En quatre ans, Pontmartin devint le bouc émissaire et la bête noire des écrivains de la Restauration, qui se répandirent allègrement, comme ils le faisaient aussi au sujet de Louis Veuillot, en plaisanteries salaces, en rumeurs infâmantes et en injures publiques. Hélas, si Louis Veuillot était de la trempe de ces paladins fanatiques nés pour avancer en dépit des coups bas et des crachats, Armand de Pontmartin vécut beaucoup plus mal d'être victime de la rancune perfide d'hommes de lettres qu'il admirait profondément. Lorsque la révolution de Juillet survient en 1848, comprenant que son monde est en train de s'écrouler, il mit fin à sa carrière de critique parisien et retourna dans sa Provence natale. Quelques années plus tard, il publia dans la presse locale quelques épisodes de sa vie parisienne qu'il finit par réécrire de façon romancée, tout en y ajoutant de nouvelles parties, et les publia en volume en 1862. Ce fut un immense succès littéraire, qui toucha bien entendu un public légitimiste, mais pas uniquement. Car Pontmartin était à la fois un excellent écrivain, un aristocrate auquel l'éducation avait conféré un certain raffinement littéraire, mais aussi un provençal volontiers franc du collier, drôle et ironique quand il s'agissait de dire du mal des gens. Ce cocktail fit de lui un narrateur passionnant, même si on ne partage pas ses idées.
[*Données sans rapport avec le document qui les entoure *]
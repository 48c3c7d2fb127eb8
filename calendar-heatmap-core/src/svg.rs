//! Serialisation of the scene to SVG and to a standalone HTML page.

use crate::layout::Settings;
use crate::scene::{Element, ElementId, Layer, Scene, Shape};
use crate::tooltip::{escape, Tooltip};

/// Default stylesheet embedded into HTML output.
pub const STYLESHEET: &str = r#"
.calendar-heatmap { position: relative; font-family: Helvetica, Arial, sans-serif; user-select: none; }
.calendar-heatmap .item { cursor: pointer; }
.calendar-heatmap .label { cursor: pointer; fill: #aaaaaa; }
.calendar-heatmap .button { cursor: pointer; fill: transparent; stroke-width: 2; stroke: #aaaaaa; }
.calendar-heatmap .button text { stroke-width: 1; text-anchor: middle; fill: #aaaaaa; }
.calendar-heatmap .heatmap-tooltip {
  pointer-events: none; position: absolute; z-index: 9999; width: 250px; max-width: 250px;
  overflow: hidden; padding: 15px; font-size: 12px; line-height: 14px; color: #333333;
  background: rgba(255, 255, 255, 0.75);
}
.calendar-heatmap .heatmap-tooltip .header strong { display: inline-block; width: 250px; }
.calendar-heatmap .heatmap-tooltip span { display: inline-block; width: 50%; padding-right: 10px; box-sizing: border-box; }
.calendar-heatmap .heatmap-tooltip span,
.calendar-heatmap .heatmap-tooltip .header strong { white-space: nowrap; overflow: hidden; text-overflow: ellipsis; }
"#;

/// Format a coordinate with at most two decimals.
fn num(value: f64) -> String {
    let s = format!("{:.2}", value);
    let s = s.trim_end_matches('0').trim_end_matches('.');
    if s == "-0" {
        "0".to_string()
    } else {
        s.to_string()
    }
}

fn class_attr(element: &Element) -> String {
    if element.class.is_empty() {
        String::new()
    } else {
        format!(r#" class="{}""#, escape(&element.class))
    }
}

fn style_attr(element: &Element) -> String {
    if element.opacity >= 1.0 {
        String::new()
    } else {
        format!(r#" style="opacity: {}""#, num(element.opacity))
    }
}

fn fill_attr(element: &Element) -> String {
    match &element.fill {
        Some(fill) => format!(r#" fill="{}""#, escape(fill)),
        None => String::new(),
    }
}

fn render_element(scene: &Scene, id: ElementId, depth: usize, out: &mut String) {
    let Some(element) = scene.get(id) else {
        return;
    };
    let indent = "  ".repeat(depth);
    let attrs = format!(
        "{}{}{}",
        class_attr(element),
        fill_attr(element),
        style_attr(element)
    );

    match &element.shape {
        Shape::Rect {
            x,
            y,
            width,
            height,
            radius,
        } => {
            let rounded = if *radius > 0.0 {
                format!(r#" rx="{r}" ry="{r}""#, r = num(*radius))
            } else {
                String::new()
            };
            out.push_str(&format!(
                r#"{}<rect x="{}" y="{}" width="{}" height="{}"{}{}/>"#,
                indent,
                num(*x),
                num(*y),
                num(*width),
                num(*height),
                rounded,
                attrs
            ));
            out.push('\n');
        }
        Shape::Circle { cx, cy, r } => {
            out.push_str(&format!(
                r#"{}<circle cx="{}" cy="{}" r="{}"{}/>"#,
                indent,
                num(*cx),
                num(*cy),
                num(*r),
                attrs
            ));
            out.push('\n');
        }
        Shape::Text {
            x,
            y,
            text,
            font_size,
        } => {
            out.push_str(&format!(
                r#"{}<text x="{}" y="{}" font-size="{}px"{}>{}</text>"#,
                indent,
                num(*x),
                num(*y),
                num(*font_size),
                attrs,
                escape(text)
            ));
            out.push('\n');
        }
        Shape::Group { x, y } => {
            out.push_str(&format!(
                r#"{}<g transform="translate({},{})"{}>"#,
                indent,
                num(*x),
                num(*y),
                attrs
            ));
            out.push('\n');
            for child in scene.children(id) {
                render_element(scene, child, depth + 1, out);
            }
            out.push_str(&indent);
            out.push_str("</g>\n");
        }
    }
}

/// The scene as a standalone `<svg>` document fragment.
pub fn render_svg(scene: &Scene, settings: &Settings) -> String {
    let mut svg = String::new();
    svg.push_str(&format!(
        r#"<svg xmlns="http://www.w3.org/2000/svg" class="calendar-heatmap-svg" width="{w}" height="{h}" viewBox="0 0 {w} {h}">"#,
        w = num(settings.width),
        h = num(settings.height),
    ));
    svg.push('\n');

    for layer in Layer::ALL {
        let name = match layer {
            Layer::Items => "items",
            Layer::Labels => "labels",
            Layer::Buttons => "buttons",
        };
        svg.push_str(&format!(r#"  <g class="{}">"#, name));
        svg.push('\n');
        for id in scene.roots(layer) {
            render_element(scene, id, 2, &mut svg);
        }
        svg.push_str("  </g>\n");
    }

    svg.push_str("</svg>\n");
    svg
}

/// A complete HTML page: container, SVG, tooltip overlay and stylesheet.
pub fn render_html(scene: &Scene, settings: &Settings, tooltip: &Tooltip) -> String {
    format!(
        r#"<!DOCTYPE html>
<html>
<head>
<meta charset="utf-8">
<title>Calendar heatmap</title>
<style>{stylesheet}</style>
</head>
<body>
<div class="calendar-heatmap" style="width: {width}px">
{svg}<div class="heatmap-tooltip" style="left: {x}px; top: {y}px; opacity: {opacity}">{tooltip}</div>
</div>
</body>
</html>
"#,
        stylesheet = STYLESHEET,
        width = num(settings.width),
        svg = render_svg(scene, settings),
        x = num(tooltip.x),
        y = num(tooltip.y),
        opacity = num(tooltip.opacity),
        tooltip = tooltip.to_html(),
    )
}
Dans son récit, Pontmartin désigne tous les écrivains qu'il a fréquentés sous des pseudonymes de personnages grecs du théâtre antique. Cette délicatesse aurait pu le mettre à l'abri du scandale, mais au chapitre XXIII, il consacra trois pages à dire à quel écrivain correspondait tel nom grec dans son récit. Toute la rouerie insolente du personnage apparait dans ce vivant paradoxe.
Néanmoins, on peut bien évidemment se demander ce que vaut la parole d'un critique littéraire partial, qui traîne depuis toujours une réputation désastreuse. En fait, Armand de Pontmartin n'est pas difficile à comprendre : comme tout légitimiste et catholique de sa génération, Pontmartin perçoit la littérature comme un art semblable à la musique, la sculpture ou à la peinture, c'est-à-dire une expression artistique tournée vers la beauté, la morale, l'exemplarité, bref quelque chose qui élève l'âme. Or, l'avènement du Romantisme, notamment sous l'influence De Balzac, se pique désormais de réalisme, et n'hésite pas à mettre comme héros de romans des personnages négatifs, cupides, arrivistes ou assassins. Cette évolution de la littérature était inéluctable, mais parmi ceux qui l'ont vécue, il se trouva des esprits conservateurs qui s'y opposèrent fermement – en pure perte. Cet aveuglement honni par tous n'empêcha ni Veuillot, ni Pontmartin de consacrer leur vie à tenter de décourager la littérature immorale. Jusqu'à son dernier souffle, Pontmartin s'acharnera à défendre cette cause perdue, devenant même la risée de tout le milieu littéraire. Il n'était plus un critique, mais il publia de nombreux livres qui sont des études à charge contre des écrivains "déviants", qui firent beaucoup rire les intéressés.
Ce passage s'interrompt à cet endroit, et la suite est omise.